# PROMPT
Scan the data below and copy each line where "tileheight" occurs.

○ ○ ○ ○ ○ ○ ○

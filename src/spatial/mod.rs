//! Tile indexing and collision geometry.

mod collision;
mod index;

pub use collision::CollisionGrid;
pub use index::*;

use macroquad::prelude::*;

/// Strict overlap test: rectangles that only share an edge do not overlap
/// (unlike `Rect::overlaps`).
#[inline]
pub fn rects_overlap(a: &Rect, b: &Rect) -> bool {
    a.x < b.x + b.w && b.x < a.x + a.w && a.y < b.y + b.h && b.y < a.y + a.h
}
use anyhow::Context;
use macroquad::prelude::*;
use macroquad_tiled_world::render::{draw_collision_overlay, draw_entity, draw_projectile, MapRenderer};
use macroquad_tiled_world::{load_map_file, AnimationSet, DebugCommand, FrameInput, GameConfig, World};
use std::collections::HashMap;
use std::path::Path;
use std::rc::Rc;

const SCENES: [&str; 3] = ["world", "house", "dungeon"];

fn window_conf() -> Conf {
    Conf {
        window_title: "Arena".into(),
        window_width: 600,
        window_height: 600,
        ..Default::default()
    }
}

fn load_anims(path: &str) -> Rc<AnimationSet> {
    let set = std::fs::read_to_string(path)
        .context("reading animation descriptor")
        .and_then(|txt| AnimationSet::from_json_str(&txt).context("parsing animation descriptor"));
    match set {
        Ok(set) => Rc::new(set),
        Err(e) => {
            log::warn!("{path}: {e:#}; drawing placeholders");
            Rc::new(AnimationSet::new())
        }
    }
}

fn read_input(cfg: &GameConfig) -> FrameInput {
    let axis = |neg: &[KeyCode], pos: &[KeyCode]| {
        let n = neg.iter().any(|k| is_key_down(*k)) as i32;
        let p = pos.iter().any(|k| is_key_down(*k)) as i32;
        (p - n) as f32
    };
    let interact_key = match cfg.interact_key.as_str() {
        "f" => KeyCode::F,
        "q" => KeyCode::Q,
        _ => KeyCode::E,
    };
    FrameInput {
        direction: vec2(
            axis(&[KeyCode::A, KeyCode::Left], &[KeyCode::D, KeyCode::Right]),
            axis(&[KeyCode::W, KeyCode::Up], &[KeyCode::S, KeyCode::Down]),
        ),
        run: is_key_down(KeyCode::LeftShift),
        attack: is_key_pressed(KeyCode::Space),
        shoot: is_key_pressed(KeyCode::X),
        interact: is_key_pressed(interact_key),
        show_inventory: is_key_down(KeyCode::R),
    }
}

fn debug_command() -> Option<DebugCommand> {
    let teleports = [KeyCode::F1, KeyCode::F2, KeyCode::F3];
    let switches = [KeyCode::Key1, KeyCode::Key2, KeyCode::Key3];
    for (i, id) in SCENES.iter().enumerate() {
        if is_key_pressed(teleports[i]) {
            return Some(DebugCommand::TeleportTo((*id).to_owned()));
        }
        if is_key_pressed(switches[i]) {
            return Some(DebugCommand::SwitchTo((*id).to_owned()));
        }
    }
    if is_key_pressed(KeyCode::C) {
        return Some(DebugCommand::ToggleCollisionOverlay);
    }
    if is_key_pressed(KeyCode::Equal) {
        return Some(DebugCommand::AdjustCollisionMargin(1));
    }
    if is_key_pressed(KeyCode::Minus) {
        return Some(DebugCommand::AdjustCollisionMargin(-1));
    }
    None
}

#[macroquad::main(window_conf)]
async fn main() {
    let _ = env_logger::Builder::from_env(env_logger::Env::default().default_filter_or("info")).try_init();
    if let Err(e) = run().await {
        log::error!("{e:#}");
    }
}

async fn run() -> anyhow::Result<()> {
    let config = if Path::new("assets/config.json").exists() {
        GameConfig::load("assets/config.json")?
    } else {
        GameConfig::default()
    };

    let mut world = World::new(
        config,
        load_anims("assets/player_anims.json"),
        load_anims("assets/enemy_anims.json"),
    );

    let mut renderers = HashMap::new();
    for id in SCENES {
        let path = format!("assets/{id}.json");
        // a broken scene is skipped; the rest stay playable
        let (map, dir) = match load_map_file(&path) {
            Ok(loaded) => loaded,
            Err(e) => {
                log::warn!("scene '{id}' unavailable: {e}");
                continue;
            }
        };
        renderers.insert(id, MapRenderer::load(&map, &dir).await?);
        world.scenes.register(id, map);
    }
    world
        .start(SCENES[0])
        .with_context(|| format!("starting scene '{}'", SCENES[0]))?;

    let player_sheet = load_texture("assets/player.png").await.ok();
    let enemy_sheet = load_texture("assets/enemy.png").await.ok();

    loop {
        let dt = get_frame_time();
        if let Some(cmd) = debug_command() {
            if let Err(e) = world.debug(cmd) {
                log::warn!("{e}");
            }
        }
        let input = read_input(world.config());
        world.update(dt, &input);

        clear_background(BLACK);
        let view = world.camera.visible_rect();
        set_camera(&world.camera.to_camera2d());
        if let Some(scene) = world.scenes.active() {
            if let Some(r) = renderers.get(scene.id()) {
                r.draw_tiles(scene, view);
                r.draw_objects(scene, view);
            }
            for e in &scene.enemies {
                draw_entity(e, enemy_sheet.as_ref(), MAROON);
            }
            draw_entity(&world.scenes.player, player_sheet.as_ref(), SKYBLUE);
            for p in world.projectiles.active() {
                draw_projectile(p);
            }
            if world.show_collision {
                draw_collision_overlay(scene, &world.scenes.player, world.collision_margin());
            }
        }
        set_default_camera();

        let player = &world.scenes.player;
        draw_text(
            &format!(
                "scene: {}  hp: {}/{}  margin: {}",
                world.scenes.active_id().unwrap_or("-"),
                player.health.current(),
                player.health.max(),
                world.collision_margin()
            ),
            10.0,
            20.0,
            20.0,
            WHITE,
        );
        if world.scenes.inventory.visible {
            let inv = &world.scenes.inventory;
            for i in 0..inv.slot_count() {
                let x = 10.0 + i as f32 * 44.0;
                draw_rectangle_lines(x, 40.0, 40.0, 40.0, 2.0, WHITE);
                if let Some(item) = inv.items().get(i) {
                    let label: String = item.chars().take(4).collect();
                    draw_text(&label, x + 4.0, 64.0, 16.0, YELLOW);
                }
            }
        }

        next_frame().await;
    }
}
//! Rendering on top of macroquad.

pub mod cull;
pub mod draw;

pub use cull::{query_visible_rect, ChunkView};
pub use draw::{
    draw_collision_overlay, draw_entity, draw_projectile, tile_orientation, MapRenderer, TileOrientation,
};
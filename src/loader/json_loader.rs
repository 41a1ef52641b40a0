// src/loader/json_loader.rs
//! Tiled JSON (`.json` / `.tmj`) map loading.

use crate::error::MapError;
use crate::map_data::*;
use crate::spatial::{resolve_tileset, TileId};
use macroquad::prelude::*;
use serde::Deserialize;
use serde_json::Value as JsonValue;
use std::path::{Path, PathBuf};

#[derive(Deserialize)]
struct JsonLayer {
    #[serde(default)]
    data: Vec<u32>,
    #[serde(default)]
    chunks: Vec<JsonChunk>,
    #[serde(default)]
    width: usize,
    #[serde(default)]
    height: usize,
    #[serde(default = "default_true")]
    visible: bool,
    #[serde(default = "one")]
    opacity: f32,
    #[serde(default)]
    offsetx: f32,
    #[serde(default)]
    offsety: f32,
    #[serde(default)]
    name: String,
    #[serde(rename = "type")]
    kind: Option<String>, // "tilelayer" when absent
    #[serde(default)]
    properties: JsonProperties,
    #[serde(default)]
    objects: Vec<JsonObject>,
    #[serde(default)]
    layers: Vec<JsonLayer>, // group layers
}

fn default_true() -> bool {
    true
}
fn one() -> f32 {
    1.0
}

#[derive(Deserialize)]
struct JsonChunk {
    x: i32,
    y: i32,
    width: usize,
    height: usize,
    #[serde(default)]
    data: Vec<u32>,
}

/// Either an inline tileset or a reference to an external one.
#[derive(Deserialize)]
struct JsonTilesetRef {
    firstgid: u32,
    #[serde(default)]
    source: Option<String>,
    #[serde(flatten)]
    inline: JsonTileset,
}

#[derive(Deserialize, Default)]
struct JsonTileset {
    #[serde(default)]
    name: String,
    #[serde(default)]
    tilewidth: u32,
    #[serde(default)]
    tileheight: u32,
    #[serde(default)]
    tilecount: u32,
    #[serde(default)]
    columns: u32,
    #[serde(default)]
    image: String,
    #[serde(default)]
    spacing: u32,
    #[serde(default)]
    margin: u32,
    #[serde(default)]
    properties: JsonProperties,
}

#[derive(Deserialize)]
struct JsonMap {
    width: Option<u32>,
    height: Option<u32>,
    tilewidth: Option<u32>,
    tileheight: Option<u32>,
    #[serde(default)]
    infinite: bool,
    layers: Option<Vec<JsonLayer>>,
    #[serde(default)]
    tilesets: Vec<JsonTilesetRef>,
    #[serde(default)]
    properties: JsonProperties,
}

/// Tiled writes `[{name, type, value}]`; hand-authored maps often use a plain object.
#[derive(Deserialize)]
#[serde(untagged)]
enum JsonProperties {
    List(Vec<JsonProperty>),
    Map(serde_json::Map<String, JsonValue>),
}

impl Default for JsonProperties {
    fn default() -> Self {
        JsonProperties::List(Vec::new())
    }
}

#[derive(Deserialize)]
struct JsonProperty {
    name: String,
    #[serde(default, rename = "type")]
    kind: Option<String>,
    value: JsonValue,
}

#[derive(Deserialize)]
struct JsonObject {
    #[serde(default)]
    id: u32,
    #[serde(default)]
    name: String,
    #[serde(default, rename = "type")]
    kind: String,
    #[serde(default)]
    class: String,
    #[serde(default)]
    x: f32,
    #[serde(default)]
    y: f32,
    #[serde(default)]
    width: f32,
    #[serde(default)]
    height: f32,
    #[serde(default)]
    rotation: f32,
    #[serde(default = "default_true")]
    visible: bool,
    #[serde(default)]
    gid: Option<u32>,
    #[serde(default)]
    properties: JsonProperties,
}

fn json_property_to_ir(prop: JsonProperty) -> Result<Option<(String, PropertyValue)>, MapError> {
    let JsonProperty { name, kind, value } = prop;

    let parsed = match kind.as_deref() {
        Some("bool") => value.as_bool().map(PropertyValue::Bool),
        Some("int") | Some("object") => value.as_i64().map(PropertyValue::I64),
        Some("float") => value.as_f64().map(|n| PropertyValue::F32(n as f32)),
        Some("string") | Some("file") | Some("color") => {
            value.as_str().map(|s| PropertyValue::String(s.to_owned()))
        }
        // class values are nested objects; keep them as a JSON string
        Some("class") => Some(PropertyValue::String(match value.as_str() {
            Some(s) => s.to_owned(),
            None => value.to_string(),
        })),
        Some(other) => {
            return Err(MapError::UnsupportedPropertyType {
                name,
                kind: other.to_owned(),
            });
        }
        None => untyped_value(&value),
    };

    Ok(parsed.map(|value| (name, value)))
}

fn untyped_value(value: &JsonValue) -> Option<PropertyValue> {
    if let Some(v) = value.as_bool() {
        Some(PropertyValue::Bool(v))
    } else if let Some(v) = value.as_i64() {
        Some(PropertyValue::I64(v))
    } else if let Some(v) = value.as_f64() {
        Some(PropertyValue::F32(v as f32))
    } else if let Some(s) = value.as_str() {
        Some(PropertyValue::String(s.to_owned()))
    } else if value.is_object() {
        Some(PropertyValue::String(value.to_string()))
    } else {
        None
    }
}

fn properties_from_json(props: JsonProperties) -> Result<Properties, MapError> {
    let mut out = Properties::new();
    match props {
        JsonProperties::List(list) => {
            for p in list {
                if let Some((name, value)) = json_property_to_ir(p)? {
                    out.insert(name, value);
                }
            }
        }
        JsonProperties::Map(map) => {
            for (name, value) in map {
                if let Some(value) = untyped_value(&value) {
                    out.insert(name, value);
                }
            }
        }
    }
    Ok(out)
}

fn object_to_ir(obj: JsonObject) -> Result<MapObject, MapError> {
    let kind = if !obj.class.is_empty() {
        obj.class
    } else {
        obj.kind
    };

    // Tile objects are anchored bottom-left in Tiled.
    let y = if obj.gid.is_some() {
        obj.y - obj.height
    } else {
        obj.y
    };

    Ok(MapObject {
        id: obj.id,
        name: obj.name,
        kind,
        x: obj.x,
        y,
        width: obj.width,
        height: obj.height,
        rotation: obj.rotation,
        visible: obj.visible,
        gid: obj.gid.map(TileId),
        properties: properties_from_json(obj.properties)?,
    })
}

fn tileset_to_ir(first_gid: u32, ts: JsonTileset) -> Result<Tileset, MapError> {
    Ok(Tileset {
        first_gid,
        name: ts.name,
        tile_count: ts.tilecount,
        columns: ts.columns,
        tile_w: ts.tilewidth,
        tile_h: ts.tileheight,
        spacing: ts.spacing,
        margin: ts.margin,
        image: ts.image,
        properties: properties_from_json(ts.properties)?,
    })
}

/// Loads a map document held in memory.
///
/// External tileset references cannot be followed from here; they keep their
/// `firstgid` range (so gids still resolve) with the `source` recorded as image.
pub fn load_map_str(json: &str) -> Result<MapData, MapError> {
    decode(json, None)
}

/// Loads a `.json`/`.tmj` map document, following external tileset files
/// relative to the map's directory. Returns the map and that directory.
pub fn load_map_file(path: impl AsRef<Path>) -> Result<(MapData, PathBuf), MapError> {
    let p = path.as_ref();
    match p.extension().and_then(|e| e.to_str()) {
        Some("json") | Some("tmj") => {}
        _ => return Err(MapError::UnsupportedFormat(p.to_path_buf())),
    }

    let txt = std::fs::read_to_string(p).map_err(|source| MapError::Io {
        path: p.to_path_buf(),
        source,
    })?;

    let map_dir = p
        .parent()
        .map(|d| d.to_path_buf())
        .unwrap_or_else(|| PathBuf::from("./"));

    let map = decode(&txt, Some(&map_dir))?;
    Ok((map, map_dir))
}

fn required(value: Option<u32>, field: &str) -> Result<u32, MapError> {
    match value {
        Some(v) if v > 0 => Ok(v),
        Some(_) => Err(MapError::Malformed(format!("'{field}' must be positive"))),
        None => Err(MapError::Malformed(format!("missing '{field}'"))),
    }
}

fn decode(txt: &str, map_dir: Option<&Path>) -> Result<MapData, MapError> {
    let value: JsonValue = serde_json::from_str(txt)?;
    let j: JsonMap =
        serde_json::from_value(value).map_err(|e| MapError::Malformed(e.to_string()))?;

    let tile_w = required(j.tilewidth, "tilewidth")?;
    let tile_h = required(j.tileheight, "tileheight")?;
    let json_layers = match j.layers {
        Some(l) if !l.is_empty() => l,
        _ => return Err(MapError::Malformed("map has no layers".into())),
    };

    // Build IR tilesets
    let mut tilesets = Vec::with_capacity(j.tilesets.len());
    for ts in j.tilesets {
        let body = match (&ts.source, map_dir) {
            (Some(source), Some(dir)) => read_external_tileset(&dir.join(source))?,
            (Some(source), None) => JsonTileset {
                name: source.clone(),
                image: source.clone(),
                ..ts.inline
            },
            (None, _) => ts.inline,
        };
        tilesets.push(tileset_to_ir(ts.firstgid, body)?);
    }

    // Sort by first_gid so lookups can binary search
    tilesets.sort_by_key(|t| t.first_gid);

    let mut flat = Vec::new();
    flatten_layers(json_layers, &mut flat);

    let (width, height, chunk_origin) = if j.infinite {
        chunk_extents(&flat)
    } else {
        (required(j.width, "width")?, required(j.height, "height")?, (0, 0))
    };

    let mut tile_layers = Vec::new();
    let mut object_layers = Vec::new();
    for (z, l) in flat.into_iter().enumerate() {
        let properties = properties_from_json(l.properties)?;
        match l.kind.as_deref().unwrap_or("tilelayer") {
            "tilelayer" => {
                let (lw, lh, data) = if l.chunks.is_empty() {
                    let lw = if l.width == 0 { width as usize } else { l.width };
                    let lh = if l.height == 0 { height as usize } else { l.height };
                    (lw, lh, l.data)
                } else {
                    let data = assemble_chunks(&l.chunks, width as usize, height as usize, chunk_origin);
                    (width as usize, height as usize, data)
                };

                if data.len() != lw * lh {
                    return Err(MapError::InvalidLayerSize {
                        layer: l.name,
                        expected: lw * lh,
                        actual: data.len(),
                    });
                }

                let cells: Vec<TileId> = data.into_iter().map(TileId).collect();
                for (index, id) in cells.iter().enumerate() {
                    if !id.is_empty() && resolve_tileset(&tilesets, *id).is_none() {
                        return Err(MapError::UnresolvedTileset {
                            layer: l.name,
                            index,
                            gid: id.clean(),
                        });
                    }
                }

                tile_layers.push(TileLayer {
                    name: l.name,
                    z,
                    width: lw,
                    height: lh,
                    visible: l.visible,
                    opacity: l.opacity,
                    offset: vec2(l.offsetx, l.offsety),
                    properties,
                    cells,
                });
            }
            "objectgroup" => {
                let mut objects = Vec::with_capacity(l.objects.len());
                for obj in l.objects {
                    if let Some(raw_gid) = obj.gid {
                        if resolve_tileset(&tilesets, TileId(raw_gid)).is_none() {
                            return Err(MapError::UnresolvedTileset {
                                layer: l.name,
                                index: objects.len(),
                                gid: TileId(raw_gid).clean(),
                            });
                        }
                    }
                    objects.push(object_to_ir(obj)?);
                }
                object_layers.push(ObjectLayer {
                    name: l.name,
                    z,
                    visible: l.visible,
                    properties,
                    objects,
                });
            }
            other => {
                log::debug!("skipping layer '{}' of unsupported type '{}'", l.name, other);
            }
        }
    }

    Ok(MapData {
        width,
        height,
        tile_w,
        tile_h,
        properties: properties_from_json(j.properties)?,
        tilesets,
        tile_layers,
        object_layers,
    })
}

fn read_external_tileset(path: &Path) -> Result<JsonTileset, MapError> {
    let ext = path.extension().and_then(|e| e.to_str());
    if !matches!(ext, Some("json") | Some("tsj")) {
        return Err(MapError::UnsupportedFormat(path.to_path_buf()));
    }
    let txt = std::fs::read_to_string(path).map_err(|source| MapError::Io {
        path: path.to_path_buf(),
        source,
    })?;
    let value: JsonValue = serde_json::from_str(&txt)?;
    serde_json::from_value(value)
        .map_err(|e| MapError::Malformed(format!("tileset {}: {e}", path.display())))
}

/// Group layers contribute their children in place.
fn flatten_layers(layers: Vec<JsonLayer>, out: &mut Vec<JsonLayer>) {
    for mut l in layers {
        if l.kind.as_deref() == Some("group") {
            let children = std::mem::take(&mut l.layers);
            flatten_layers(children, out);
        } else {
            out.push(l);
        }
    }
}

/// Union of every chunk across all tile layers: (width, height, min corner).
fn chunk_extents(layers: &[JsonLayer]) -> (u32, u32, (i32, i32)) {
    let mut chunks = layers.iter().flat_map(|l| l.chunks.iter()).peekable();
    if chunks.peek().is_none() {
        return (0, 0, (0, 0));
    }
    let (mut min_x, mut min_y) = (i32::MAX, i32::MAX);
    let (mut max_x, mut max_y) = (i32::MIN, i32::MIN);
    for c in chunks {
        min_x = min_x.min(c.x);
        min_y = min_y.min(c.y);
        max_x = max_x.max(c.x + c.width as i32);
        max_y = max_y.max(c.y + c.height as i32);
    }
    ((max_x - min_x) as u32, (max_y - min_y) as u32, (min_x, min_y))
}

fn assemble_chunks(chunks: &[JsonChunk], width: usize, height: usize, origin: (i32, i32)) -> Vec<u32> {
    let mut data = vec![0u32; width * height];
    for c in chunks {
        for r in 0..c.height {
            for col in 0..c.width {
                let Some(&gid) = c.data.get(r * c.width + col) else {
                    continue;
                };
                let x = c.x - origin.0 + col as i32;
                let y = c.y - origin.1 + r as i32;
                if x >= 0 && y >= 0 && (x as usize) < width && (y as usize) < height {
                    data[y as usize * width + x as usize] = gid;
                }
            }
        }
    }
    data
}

○ ○ ○ ○ ○ ○ ○

# EXPECTED ANSWER
    tileheight: u32,
    tileheight: Option<u32>,
        tile_h: ts.tileheight,
    let tile_h = required(j.tileheight, "tileheight")?;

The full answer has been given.